Items listed in a dataset:
-*-*-
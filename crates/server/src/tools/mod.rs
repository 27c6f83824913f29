//! MCP tool implementations.
//!
//! This module contains all tools exposed by the swcache server.

pub mod cache;
pub mod sw_fetch;
pub mod worker;

use rmcp::{
    ErrorData as McpError,
    model::{CallToolResult, Content},
};
use serde::Serialize;
use swcache_core::Error;

/// Serialize a tool output as pretty JSON text content.
pub(crate) fn json_result<T: Serialize>(output: &T) -> Result<CallToolResult, McpError> {
    let json = serde_json::to_string_pretty(output)
        .map_err(|e| Error::InvalidInput(format!("Failed to serialize output: {e}")))?;
    Ok(CallToolResult::success(vec![Content::text(json)]))
}
use std::fs;
use std::io;
use std::path::Path;

use crate::error::{OrchestratorError, OrchestratorResult};

/// Make sure `path` exists as a directory, creating any missing parents.
///
/// Does nothing if the directory already exists and can be written to. Fails with
/// [`OrchestratorError::Filesystem`] if the path exists but is not a writable directory, or the
/// directory cannot be created.
pub fn prepare_output_directory(path: &Path) -> OrchestratorResult<()> {
    let filesystem_error = |source: io::Error| OrchestratorError::Filesystem {
        path: path.to_path_buf(),
        source,
    };

    match fs::metadata(path) {
        Ok(metadata) if metadata.is_dir() => {
            log::debug!("Output directory '{}' already exists", path.display());
            return check_writable(path).map_err(filesystem_error);
        }
        Ok(_) => {
            return Err(filesystem_error(io::Error::new(
                io::ErrorKind::AlreadyExists,
                "path exists and is not a directory",
            )));
        }
        Err(e) if e.kind() == io::ErrorKind::NotFound => {}
        Err(e) => return Err(filesystem_error(e)),
    }

    log::info!("Creating output directory '{}'", path.display());
    fs::create_dir_all(path).map_err(filesystem_error)
}

/// Create and remove a marker file, so permissions are checked the way the engine will see them.
fn check_writable(path: &Path) -> io::Result<()> {
    let marker = path.join(format!(".swarm_write_check_{}", std::process::id()));
    fs::OpenOptions::new()
        .write(true)
        .create_new(true)
        .open(&marker)
        .map_err(|e| io::Error::new(e.kind(), format!("'{}' is not writable: {e}", path.display())))?;
    fs::remove_file(&marker)
}

#[cfg(test)]
mod tests {
    use super::*;

    #[test]
    fn create_missing_directory_with_parents() {
        let temp = tempfile::tempdir().expect("failed to create temp dir");
        let path = temp.path().join("nested").join("results");

        prepare_output_directory(&path).expect("failed to prepare output directory");

        assert!(path.is_dir());
    }

    #[test]
    fn prepare_is_idempotent() {
        let temp = tempfile::tempdir().expect("failed to create temp dir");
        let path = temp.path().join("results");

        prepare_output_directory(&path).expect("first prepare failed");
        prepare_output_directory(&path).expect("second prepare failed");

        assert!(path.is_dir());
    }

    #[test]
    fn existing_file_is_a_filesystem_error() {
        let temp = tempfile::tempdir().expect("failed to create temp dir");
        let path = temp.path().join("results");
        fs::write(&path, "not a directory").expect("failed to write file");

        let result = prepare_output_directory(&path);

        assert!(matches!(result, Err(OrchestratorError::Filesystem { .. })));
        assert!(path.is_file());
    }

    #[test]
    fn existing_directory_is_left_clean() {
        let temp = tempfile::tempdir().expect("failed to create temp dir");

        prepare_output_directory(temp.path()).expect("failed to prepare output directory");

        assert_eq!(fs::read_dir(temp.path()).unwrap().count(), 0);
    }

    #[cfg(unix)]
    #[test]
    fn read_only_directory_follows_actual_write_access() {
        use std::os::unix::fs::PermissionsExt as _;

        let temp = tempfile::tempdir().expect("failed to create temp dir");
        let path = temp.path().join("results");
        fs::create_dir(&path).expect("failed to create dir");
        fs::set_permissions(&path, fs::Permissions::from_mode(0o555)).unwrap();

        // Root can write to a 0o555 directory, anyone else cannot
        let can_write = fs::write(path.join("check.txt"), "").is_ok();
        let _ = fs::remove_file(path.join("check.txt"));

        let result = prepare_output_directory(&path);
        fs::set_permissions(&path, fs::Permissions::from_mode(0o755)).unwrap();

        if can_write {
            assert!(result.is_ok(), "writable directory was rejected: {result:?}");
        } else {
            assert!(matches!(result, Err(OrchestratorError::Filesystem { .. })));
        }
        assert_eq!(fs::read_dir(&path).unwrap().count(), 0);
    }

    #[test]
    fn file_in_parent_path_is_a_filesystem_error() {
        let temp = tempfile::tempdir().expect("failed to create temp dir");
        let blocker = temp.path().join("blocker");
        fs::write(&blocker, "").expect("failed to write file");

        let result = prepare_output_directory(&blocker.join("results"));

        assert!(matches!(result, Err(OrchestratorError::Filesystem { .. })));
    }
}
-*-*-
◆ Problem details: What you return must be an exact retyping of the lines above starting at the line with "assert!(path.is_file());" and ending at the line with "use std::os::unix::fs::PermissionsExt as", and nothing besides.

◆ Your response:
        assert!(path.is_file());
    }

    #[test]
    fn existing_directory_is_left_clean() {
        let temp = tempfile::tempdir().expect("failed to create temp dir");

        prepare_output_directory(temp.path()).expect("failed to prepare output directory");

        assert_eq!(fs::read_dir(temp.path()).unwrap().count(), 0);
    }

    #[cfg(unix)]
    #[test]
    fn read_only_directory_follows_actual_write_access() {
        use std::os::unix::fs::PermissionsExt as _;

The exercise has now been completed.